== What the exercise asks ==
Among the entries that follow, find every line with the word "points" and copy it.

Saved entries
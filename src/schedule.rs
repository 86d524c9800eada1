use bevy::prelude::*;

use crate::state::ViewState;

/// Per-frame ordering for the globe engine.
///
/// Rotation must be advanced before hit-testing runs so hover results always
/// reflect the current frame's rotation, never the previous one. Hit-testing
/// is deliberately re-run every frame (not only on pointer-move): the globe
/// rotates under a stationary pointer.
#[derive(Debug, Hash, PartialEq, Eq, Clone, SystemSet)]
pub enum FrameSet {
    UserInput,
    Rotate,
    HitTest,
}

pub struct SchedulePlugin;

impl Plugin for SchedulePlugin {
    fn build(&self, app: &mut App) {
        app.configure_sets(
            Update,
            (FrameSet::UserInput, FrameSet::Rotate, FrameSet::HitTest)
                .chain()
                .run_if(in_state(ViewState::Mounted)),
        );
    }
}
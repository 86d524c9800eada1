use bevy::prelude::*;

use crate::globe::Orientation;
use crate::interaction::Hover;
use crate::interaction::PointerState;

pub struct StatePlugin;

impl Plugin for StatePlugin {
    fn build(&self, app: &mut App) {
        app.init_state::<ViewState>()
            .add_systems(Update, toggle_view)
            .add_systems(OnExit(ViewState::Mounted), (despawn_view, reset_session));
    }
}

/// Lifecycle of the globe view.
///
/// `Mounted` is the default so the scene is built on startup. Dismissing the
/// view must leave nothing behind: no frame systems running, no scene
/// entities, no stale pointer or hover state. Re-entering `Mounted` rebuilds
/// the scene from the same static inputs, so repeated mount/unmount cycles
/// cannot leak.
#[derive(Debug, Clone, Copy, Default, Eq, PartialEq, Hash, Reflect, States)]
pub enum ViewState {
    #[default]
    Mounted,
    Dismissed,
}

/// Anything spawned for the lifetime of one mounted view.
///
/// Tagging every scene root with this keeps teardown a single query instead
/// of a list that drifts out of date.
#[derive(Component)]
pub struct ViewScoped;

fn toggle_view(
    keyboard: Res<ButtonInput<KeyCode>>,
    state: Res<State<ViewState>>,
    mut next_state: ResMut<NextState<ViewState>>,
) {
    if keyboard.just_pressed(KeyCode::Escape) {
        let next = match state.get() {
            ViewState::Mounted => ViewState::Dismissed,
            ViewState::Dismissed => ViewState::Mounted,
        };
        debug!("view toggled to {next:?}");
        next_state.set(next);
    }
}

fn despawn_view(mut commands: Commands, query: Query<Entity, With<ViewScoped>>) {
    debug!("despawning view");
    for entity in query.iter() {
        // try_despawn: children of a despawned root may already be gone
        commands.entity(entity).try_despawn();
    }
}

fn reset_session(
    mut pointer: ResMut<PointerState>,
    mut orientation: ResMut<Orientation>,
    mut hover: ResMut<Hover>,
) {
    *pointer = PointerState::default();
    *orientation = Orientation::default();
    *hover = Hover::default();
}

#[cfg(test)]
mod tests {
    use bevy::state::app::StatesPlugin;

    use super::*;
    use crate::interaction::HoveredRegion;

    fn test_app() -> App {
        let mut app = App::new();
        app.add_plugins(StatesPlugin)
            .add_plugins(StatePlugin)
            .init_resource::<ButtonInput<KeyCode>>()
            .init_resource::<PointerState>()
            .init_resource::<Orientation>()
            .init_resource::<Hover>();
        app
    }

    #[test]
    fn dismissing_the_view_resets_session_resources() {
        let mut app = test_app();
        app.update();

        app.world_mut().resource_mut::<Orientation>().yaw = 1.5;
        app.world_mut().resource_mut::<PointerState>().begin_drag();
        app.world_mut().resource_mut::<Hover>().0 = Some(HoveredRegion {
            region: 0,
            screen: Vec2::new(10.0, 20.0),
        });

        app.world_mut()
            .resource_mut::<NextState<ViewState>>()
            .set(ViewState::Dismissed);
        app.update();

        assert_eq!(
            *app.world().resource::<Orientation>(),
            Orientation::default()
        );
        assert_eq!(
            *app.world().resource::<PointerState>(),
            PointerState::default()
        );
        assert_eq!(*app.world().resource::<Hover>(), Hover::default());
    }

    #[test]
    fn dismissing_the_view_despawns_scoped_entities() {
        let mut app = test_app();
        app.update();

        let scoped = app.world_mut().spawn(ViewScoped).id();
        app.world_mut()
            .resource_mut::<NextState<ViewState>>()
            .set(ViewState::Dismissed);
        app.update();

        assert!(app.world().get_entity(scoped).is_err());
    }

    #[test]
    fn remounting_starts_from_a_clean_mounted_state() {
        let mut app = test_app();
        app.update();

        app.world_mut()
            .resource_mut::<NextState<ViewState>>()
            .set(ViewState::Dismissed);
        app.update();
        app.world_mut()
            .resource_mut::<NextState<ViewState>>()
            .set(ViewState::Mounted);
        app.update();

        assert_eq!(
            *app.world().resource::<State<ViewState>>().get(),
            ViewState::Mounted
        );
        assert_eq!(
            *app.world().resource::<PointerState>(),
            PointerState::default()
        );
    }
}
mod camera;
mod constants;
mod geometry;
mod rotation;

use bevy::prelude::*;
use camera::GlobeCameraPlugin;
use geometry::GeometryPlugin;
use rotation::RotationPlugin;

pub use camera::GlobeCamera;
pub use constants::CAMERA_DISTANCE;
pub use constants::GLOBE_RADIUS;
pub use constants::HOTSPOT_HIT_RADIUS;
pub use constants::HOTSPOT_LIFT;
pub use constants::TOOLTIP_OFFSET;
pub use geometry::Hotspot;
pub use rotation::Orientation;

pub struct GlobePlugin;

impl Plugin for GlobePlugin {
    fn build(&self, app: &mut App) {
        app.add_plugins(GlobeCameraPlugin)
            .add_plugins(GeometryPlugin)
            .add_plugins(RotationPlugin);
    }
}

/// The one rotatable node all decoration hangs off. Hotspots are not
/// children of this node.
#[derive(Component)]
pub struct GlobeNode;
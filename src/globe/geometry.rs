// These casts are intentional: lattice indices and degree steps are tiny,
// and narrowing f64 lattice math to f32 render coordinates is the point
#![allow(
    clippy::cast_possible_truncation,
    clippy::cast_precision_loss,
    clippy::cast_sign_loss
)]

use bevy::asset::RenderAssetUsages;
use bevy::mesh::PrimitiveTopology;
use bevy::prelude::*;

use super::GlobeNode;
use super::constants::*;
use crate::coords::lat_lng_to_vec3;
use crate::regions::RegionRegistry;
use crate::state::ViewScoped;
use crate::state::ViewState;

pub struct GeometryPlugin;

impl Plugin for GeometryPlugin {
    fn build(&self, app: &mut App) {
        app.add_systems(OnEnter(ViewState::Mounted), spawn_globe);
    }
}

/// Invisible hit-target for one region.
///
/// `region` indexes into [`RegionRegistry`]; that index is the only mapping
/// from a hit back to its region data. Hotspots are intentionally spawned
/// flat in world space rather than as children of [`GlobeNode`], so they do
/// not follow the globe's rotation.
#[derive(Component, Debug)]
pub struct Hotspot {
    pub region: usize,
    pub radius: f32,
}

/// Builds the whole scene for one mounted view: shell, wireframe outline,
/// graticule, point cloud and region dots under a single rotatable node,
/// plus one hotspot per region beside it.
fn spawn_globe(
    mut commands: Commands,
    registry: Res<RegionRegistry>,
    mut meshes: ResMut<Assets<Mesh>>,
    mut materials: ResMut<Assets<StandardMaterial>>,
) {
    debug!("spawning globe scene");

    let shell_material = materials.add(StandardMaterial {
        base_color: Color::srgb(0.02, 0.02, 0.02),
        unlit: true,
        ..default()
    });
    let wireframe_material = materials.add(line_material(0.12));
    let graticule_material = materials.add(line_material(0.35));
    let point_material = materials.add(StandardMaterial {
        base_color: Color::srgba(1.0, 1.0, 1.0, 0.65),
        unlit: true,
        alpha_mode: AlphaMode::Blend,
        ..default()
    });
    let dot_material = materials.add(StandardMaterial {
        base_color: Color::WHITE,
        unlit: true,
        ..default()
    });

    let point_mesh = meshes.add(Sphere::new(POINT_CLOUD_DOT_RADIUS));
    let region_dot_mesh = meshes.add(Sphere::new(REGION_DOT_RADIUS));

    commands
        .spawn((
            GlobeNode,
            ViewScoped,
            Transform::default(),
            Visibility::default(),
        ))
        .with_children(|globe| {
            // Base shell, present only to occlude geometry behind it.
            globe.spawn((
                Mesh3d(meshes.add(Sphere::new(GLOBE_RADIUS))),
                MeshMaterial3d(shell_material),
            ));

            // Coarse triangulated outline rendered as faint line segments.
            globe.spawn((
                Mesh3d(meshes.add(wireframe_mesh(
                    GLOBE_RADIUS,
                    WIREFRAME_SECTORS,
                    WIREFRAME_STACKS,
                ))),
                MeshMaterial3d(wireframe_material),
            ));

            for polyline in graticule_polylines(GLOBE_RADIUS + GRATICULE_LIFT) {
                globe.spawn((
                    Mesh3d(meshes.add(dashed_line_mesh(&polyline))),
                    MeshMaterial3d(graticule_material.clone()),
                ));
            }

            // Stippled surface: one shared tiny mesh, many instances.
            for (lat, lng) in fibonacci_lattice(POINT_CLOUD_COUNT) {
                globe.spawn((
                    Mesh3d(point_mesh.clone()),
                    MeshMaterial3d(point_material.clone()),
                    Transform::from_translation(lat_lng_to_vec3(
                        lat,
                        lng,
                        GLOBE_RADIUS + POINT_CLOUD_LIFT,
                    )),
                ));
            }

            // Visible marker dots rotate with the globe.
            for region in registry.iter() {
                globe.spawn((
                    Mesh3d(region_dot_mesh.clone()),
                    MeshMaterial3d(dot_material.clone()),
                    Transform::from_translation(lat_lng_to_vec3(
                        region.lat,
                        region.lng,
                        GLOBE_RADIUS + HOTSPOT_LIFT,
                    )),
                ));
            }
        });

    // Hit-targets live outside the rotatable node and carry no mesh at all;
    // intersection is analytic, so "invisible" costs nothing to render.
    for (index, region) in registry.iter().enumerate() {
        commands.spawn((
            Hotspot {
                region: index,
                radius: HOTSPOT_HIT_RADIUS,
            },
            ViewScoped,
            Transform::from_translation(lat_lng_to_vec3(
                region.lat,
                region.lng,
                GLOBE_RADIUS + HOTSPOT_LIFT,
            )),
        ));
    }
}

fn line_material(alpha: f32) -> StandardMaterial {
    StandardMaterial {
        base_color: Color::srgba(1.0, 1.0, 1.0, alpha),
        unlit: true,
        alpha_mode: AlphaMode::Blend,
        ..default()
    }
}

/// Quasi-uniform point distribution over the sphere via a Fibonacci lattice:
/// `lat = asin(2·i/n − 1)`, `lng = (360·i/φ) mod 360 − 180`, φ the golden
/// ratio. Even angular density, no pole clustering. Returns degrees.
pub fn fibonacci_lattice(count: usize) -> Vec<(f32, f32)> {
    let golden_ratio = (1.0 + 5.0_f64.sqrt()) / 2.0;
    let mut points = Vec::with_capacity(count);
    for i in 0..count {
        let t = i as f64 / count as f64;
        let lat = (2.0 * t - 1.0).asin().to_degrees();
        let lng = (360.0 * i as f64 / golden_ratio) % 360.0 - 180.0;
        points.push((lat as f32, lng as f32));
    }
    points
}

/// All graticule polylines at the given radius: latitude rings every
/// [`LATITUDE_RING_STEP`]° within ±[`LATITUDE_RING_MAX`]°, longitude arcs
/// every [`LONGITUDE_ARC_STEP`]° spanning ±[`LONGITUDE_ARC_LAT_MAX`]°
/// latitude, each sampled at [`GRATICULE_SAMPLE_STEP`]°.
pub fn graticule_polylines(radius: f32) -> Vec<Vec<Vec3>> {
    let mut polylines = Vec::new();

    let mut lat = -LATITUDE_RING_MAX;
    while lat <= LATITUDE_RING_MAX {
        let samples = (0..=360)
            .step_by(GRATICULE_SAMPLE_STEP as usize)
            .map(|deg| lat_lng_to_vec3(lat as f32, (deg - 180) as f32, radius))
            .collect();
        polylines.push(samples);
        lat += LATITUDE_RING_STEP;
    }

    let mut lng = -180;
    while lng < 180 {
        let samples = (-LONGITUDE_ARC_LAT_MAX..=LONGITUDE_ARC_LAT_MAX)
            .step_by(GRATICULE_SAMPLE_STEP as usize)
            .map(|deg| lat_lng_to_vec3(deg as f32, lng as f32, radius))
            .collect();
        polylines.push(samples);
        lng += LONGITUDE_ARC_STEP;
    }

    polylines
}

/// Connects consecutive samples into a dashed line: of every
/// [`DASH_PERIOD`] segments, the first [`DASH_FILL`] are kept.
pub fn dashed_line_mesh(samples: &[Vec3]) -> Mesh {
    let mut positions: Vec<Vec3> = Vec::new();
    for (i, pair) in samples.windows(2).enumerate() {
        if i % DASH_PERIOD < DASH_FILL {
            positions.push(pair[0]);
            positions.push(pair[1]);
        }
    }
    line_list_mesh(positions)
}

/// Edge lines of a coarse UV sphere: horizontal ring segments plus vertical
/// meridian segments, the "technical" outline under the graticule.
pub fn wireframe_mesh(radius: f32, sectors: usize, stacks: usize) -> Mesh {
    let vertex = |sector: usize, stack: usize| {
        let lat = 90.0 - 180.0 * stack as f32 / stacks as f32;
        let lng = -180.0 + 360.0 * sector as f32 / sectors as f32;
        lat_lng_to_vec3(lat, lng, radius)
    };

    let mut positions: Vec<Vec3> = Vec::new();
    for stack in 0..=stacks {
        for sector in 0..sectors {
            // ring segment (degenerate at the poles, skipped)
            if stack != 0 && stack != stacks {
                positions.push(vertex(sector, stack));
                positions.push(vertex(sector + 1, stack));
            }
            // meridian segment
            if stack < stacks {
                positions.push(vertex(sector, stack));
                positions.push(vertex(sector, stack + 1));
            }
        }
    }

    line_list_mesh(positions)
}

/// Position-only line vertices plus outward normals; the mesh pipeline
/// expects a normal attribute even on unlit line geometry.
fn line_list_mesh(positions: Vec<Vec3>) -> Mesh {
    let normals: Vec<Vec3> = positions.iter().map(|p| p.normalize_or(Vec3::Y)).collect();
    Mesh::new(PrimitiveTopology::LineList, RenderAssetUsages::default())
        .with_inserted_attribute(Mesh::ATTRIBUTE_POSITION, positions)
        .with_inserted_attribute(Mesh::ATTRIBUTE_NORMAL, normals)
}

== Exercise solution ==
    let mut points = Vec::with_capacity(count);
        points.push((lat as f32, lng as f32));
    points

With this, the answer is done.